DiskSat is a platform for small satellites with a disc-shaped geometry commissioned by NASA. The system is used to test alternative designs to established cuboid small satellites, especially for use in low and very low Earth orbits.

== Concept ==
DiskSat is designed as a round, flat satellite. The platform has a diameter of approximately 40 in and is 1 in thick. The disc-shaped design differs significantly from the standard CubeSat geometry and is expected to offer advantages in terms of surface area, energy supply, and maneuverability.

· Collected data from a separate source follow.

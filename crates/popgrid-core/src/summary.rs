//! End-of-run report.

use std::fmt;

use crate::aggregate::ChunkOutcome;
use crate::raster::locate::SkipReason;

#[derive(Debug, Clone, PartialEq, Eq)]
pub enum CountryStatus {
    Done,
    /// This run's levels finished but others are still pending.
    Partial,
    /// Finished in an earlier run; nothing was touched.
    AlreadyDone,
    Skipped(SkipReason),
    Error(String),
    Interrupted,
}

impl CountryStatus {
    pub fn label(&self) -> &str {
        match self {
            CountryStatus::Done => "done",
            CountryStatus::Partial => "partial",
            CountryStatus::AlreadyDone => "already_done",
            CountryStatus::Skipped(reason) => reason.as_str(),
            CountryStatus::Error(_) => "error",
            CountryStatus::Interrupted => "interrupted",
        }
    }
}

/// Counters for one country in this run.
#[derive(Debug, Clone, PartialEq, Eq)]
pub struct CountryReport {
    pub country: String,
    pub status: CountryStatus,
    pub rows_updated: usize,
    pub chunks_processed: usize,
    pub chunks_skipped: usize,
    pub levels_skipped: usize,
    pub decode_failures: usize,
    pub tiled_polygons: usize,
    pub tiles_failed: usize,
    pub zeroed: usize,
    pub rolled_up: usize,
    pub validation_warnings: usize,
}

impl CountryReport {
    pub fn new(country: &str, status: CountryStatus) -> Self {
        Self {
            country: country.to_string(),
            status,
            rows_updated: 0,
            chunks_processed: 0,
            chunks_skipped: 0,
            levels_skipped: 0,
            decode_failures: 0,
            tiled_polygons: 0,
            tiles_failed: 0,
            zeroed: 0,
            rolled_up: 0,
            validation_warnings: 0,
        }
    }

    pub(crate) fn absorb(&mut self, chunk: &ChunkOutcome, updated: usize) {
        self.rows_updated += updated;
        self.chunks_processed += 1;
        self.decode_failures += chunk.decode_failures;
        self.tiled_polygons += chunk.tiled;
        self.tiles_failed += chunk.tiles_failed;
        self.zeroed += chunk.zeroed();
    }
}

#[derive(Debug, Clone, Default, PartialEq, Eq)]
pub struct RunSummary {
    pub countries: Vec<CountryReport>,
    /// The run stopped early on an interruption signal.
    pub interrupted: bool,
}

impl RunSummary {
    pub fn rows_updated(&self) -> usize {
        self.countries.iter().map(|c| c.rows_updated).sum()
    }

    pub fn count(&self, pred: impl Fn(&CountryStatus) -> bool) -> usize {
        self.countries.iter().filter(|c| pred(&c.status)).count()
    }

    pub fn errors(&self) -> usize {
        self.count(|s| matches!(s, CountryStatus::Error(_)))
    }

    pub fn report(&self, country: &str) -> Option<&CountryReport> {
        self.countries.iter().find(|c| c.country == country)
    }
}

impl fmt::Display for RunSummary {
    fn fmt(&self, f: &mut fmt::Formatter<'_>) -> fmt::Result {
        writeln!(
            f,
            "{:<8} {:<16} {:>10} {:>7} {:>7} {:>7} {:>6} {:>6} {:>7}",
            "Country", "Status", "Rows", "Chunks", "Resumed", "BadGeom", "Tiled", "TileX", "Zeroed"
        )?;
        writeln!(f, "{}", "-".repeat(82))?;
        for c in &self.countries {
            writeln!(
                f,
                "{:<8} {:<16} {:>10} {:>7} {:>7} {:>7} {:>6} {:>6} {:>7}",
                c.country,
                c.status.label(),
                c.rows_updated,
                c.chunks_processed,
                c.chunks_skipped,
                c.decode_failures,
                c.tiled_polygons,
                c.tiles_failed,
                c.zeroed,
            )?;
            if let CountryStatus::Error(msg) = &c.status {
                writeln!(f, "  -> {msg}")?;
            }
        }
        writeln!(f, "{}", "-".repeat(82))?;
        write!(
            f,
            "{} countries: {} done, {} partial, {} already done, {} skipped, {} errors; {} rows updated",
            self.countries.len(),
            self.count(|s| *s == CountryStatus::Done),
            self.count(|s| *s == CountryStatus::Partial),
            self.count(|s| *s == CountryStatus::AlreadyDone),
            self.count(|s| matches!(s, CountryStatus::Skipped(_))),
            self.errors(),
            self.rows_updated(),
        )?;
        if self.interrupted {
            write!(f, " (interrupted, progress saved)")?;
        }
        Ok(())
    }
}

#[cfg(test)]
mod tests {
    use super::*;

    #[test]
    fn totals_and_table() {
        let mut done = CountryReport::new("ZZZ", CountryStatus::Done);
        done.rows_updated = 3;
        done.chunks_processed = 2;
        let summary = RunSummary {
            countries: vec![
                done,
                CountryReport::new("ATA", CountryStatus::Skipped(SkipReason::NoCoverage)),
                CountryReport::new("YYY", CountryStatus::Error("disk gone".into())),
            ],
            interrupted: false,
        };
        assert_eq!(summary.rows_updated(), 3);
        assert_eq!(summary.errors(), 1);

        let text = summary.to_string();
        assert!(text.contains("no_coverage"));
        assert!(text.contains("  -> disk gone"));
        assert!(text.ends_with("3 countries: 1 done, 0 partial, 0 already done, 1 skipped, 1 errors; 3 rows updated"));
    }
}
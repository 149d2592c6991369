//! Country → level → chunk orchestration with resumable progress.
//!
//! Work is strictly sequential. After every committed chunk the progress
//! document is updated and handed to the [`CheckpointSink`], so an
//! interrupted run resumes at the first chunk not marked done. The
//! interruption flag is polled before each level and chunk; an in-flight
//! chunk always runs to completion.

use std::sync::atomic::{AtomicBool, Ordering};
use std::sync::Arc;

use log::{debug, error, info, warn};

use crate::aggregate::aggregate_chunk;
use crate::checkpoint::{CheckpointSink, ProgressDocument, ProgressEvent, Status};
use crate::config::AggregationConfig;
use crate::error::CountryError;
use crate::raster::locate::{Opened, RasterProvider};
use crate::raster::{RasterSource, GEOGRAPHIC_EPSG};
use crate::rollup::{check_country, rollup_parent_level, Verdict};
use crate::store::{ChunkSource, Hierarchy, PopulationWriter};
use crate::summary::{CountryReport, CountryStatus, RunSummary};

#[derive(Debug, Clone, Copy, PartialEq, Eq)]
enum Flow {
    Finished,
    Interrupted,
}

/// Report a transition to the sink. A failed checkpoint write is logged and
/// the run carries on; the next event writes the whole document again.
fn record<K: CheckpointSink + ?Sized>(sink: &mut K, doc: &ProgressDocument, event: &ProgressEvent<'_>) {
    if let Err(e) = sink.record(doc, event) {
        error!("checkpoint write failed after {event:?}: {e}");
    }
}

/// The aggregation engine.
pub struct Pipeline {
    config: AggregationConfig,
    interrupt: Arc<AtomicBool>,
}

impl Pipeline {
    pub fn new(config: AggregationConfig) -> Self {
        Self { config, interrupt: Arc::new(AtomicBool::new(false)) }
    }

    /// Share an externally owned interruption flag (set from a signal
    /// handler, for instance).
    pub fn with_interrupt(mut self, flag: Arc<AtomicBool>) -> Self {
        self.interrupt = flag;
        self
    }

    pub fn interrupt_handle(&self) -> Arc<AtomicBool> {
        Arc::clone(&self.interrupt)
    }

    pub fn config(&self) -> &AggregationConfig {
        &self.config
    }

    fn interrupted(&self) -> bool {
        self.interrupt.load(Ordering::SeqCst)
    }

    /// Process `countries` in order.
    ///
    /// Countries whose every level is done in `doc` are skipped. A country
    /// left partial by a level filter is revisited. A country-level failure
    /// marks that country as errored and the run moves on. On interruption
    /// the document is flushed and the summary comes back with
    /// `interrupted` set.
    pub fn run<S, P, K>(
        &self,
        store: &mut S,
        rasters: &mut P,
        sink: &mut K,
        doc: &mut ProgressDocument,
        countries: &[String],
    ) -> RunSummary
    where
        S: ChunkSource + PopulationWriter + Hierarchy,
        P: RasterProvider + ?Sized,
        K: CheckpointSink + ?Sized,
    {
        let mut summary = RunSummary::default();

        for (i, country) in countries.iter().enumerate() {
            if self.interrupted() {
                summary.interrupted = true;
                break;
            }
            if doc.country_status(country) == Some(Status::Done) {
                info!("{country}: already done, skipping");
                summary.countries.push(CountryReport::new(country, CountryStatus::AlreadyDone));
                continue;
            }

            info!("[{}/{}] {country}", i + 1, countries.len());
            let mut report = CountryReport::new(country, CountryStatus::Done);
            match self.run_country(country, store, rasters, sink, doc, &mut report) {
                Ok(Flow::Finished) => {}
                Ok(Flow::Interrupted) => {
                    report.status = CountryStatus::Interrupted;
                    summary.interrupted = true;
                }
                Err(e) => {
                    error!("{country}: {e}");
                    doc.fail_country(country, &e.to_string());
                    record(sink, doc, &ProgressEvent::CountryFinished { country, status: Status::Error });
                    report.status = CountryStatus::Error(e.to_string());
                }
            }
            summary.countries.push(report);
            if summary.interrupted {
                break;
            }
        }

        if summary.interrupted {
            warn!("interrupted; saving progress");
            if let Err(e) = sink.flush(doc) {
                error!("progress flush failed: {e}");
            }
        }
        summary
    }

    fn run_country<S, P, K>(
        &self,
        country: &str,
        store: &mut S,
        rasters: &mut P,
        sink: &mut K,
        doc: &mut ProgressDocument,
        report: &mut CountryReport,
    ) -> Result<Flow, CountryError>
    where
        S: ChunkSource + PopulationWriter + Hierarchy,
        P: RasterProvider + ?Sized,
        K: CheckpointSink + ?Sized,
    {
        let mut raster = match rasters.open(country)? {
            Opened::Raster(r) => r,
            Opened::Skipped(reason) => {
                warn!("{country}: skipped ({reason})");
                doc.skip_country(country, reason.as_str());
                record(sink, doc, &ProgressEvent::CountryFinished { country, status: Status::Skipped });
                report.status = CountryStatus::Skipped(reason);
                return Ok(Flow::Finished);
            }
        };
        if let Some(epsg) = raster.grid().epsg.filter(|&e| e != GEOGRAPHIC_EPSG) {
            warn!("{country}: raster CRS EPSG:{epsg} differs from geometry CRS EPSG:{GEOGRAPHIC_EPSG}");
        }

        doc.start_country(country);
        record(sink, doc, &ProgressEvent::CountryStarted { country });

        let levels = store.levels(country)?;
        debug!("{country}: levels {levels:?}");
        for &level in levels.iter().filter(|&&l| self.config.aggregates_level(l)) {
            if self.interrupted() {
                return Ok(Flow::Interrupted);
            }
            if doc.level_done(country, level) {
                info!("{country} level {level}: already done");
                report.levels_skipped += 1;
                continue;
            }
            if self.run_level(country, level, store, raster.as_mut(), sink, doc, report)? == Flow::Interrupted {
                return Ok(Flow::Interrupted);
            }
        }

        // Coarser levels summed from children, finest first so stacked
        // rollups see their children's fresh values.
        let mut rollups = self.config.rollup_levels.clone();
        rollups.sort_unstable_by(|a, b| b.cmp(a));
        rollups.dedup();
        for level in rollups {
            if self.config.level_filter.as_ref().is_some_and(|f| !f.contains(&level)) {
                continue;
            }
            if self.interrupted() {
                return Ok(Flow::Interrupted);
            }
            if doc.level_done(country, level) {
                report.levels_skipped += 1;
                continue;
            }
            let out = rollup_parent_level(store, country, level, self.config.population_year)?;
            report.rolled_up += out.updated;
            report.rows_updated += out.updated;
            doc.mark_chunk_done(country, level, 0, out.updated);
            doc.mark_level_done(country, level);
            record(sink, doc, &ProgressEvent::LevelDone { country, level });
        }

        let checks = check_country(store, country, self.config.validation_tolerance)?;
        report.validation_warnings = checks.iter().filter(|c| c.report.verdict == Verdict::Warning).count();

        // A filtered run leaves other levels pending; the country stays in
        // progress so a later run picks them up.
        if !doc.levels_done(country, &levels) {
            report.status = CountryStatus::Partial;
            record(sink, doc, &ProgressEvent::CountryFinished { country, status: Status::InProgress });
            info!("{country}: partial, {} rows updated this run", report.rows_updated);
            return Ok(Flow::Finished);
        }
        let total = doc.country_rows(country);
        doc.finish_country(country, total);
        record(sink, doc, &ProgressEvent::CountryFinished { country, status: Status::Done });
        info!("{country}: done, {} rows updated this run", report.rows_updated);
        Ok(Flow::Finished)
    }

    #[allow(clippy::too_many_arguments)]
    fn run_level<S, K>(
        &self,
        country: &str,
        level: u8,
        store: &mut S,
        raster: &mut dyn RasterSource,
        sink: &mut K,
        doc: &mut ProgressDocument,
        report: &mut CountryReport,
    ) -> Result<Flow, CountryError>
    where
        S: ChunkSource + PopulationWriter,
        K: CheckpointSink + ?Sized,
    {
        let chunk_size = self.config.chunk_size.max(1);
        let total = store.count(country, level)?;
        let n_chunks = total.div_ceil(chunk_size as u64);
        info!("{country} level {level}: {total} polygons in {n_chunks} chunks");
        let dropped = doc.align_chunk_size(country, level, chunk_size);
        if dropped > 0 {
            warn!("{country} level {level}: chunk size is now {chunk_size}, discarding {dropped} recorded chunks");
        }

        for idx in 0..n_chunks {
            if self.interrupted() {
                return Ok(Flow::Interrupted);
            }
            let chunk = u32::try_from(idx).unwrap_or(u32::MAX);
            if doc.chunk_done(country, level, chunk) {
                debug!("{country} level {level} chunk {chunk}: already done");
                report.chunks_skipped += 1;
                continue;
            }

            let rows = store.fetch(country, level, idx * chunk_size as u64, chunk_size)?;
            if rows.is_empty() {
                break;
            }
            let outcome = aggregate_chunk(&rows, raster, &self.config);
            let updated = store.write_populations(&outcome.values, self.config.population_year)?;

            report.absorb(&outcome, updated);
            doc.mark_chunk_done(country, level, chunk, updated);
            record(sink, doc, &ProgressEvent::ChunkDone { country, level, chunk, updated });
            info!(
                "{country} level {level} chunk {}/{n_chunks}: {} polygons, {updated} rows updated",
                idx + 1,
                rows.len()
            );

            if rows.len() < chunk_size {
                break;
            }
        }

        doc.mark_level_done(country, level);
        record(sink, doc, &ProgressEvent::LevelDone { country, level });
        Ok(Flow::Finished)
    }
}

The DiskSat design is based on a disc-shaped structure that allows for a broader arrangement of subsystems such as solar cells, antennas, and sensors. For central functions such as power supply, positioning, control, and communication, largely standardized small satellite subsystems are used to facilitate integration into existing processes.

The DiskSat platform is being developed as part of NASA's Small Spacecraft & Distributed Systems (SSDS) program to promote small satellite technologies. It was developed by The Aerospace Corporation in El Segundo, California.

The objectives of the DiskSat program are to test alternative satellite geometries, investigate operation in very low Earth orbits, validate standardized subsystems in a new platform form, and collect operational data for future small satellite missions.

The satellites are very streamlined and could be used in very low Earth orbits, making early applications in espionage likely.

== Demonstration mission ==
The first DiskSat mission is designed as a technology demonstration and comprises four satellites that were launched together and deployed one after the other at an altitude of 550 kilometers. The launch took place on December 18, 2025, at 12:03 p.m. local time using an Electron rocket from the launch complex at Wallops Flight Facility in Virginia, US. Launch services were provided by Rocket Lab.

The mission will investigate the structural behavior of the platform, its power supply, communication capabilities, and maneuverability in low orbits.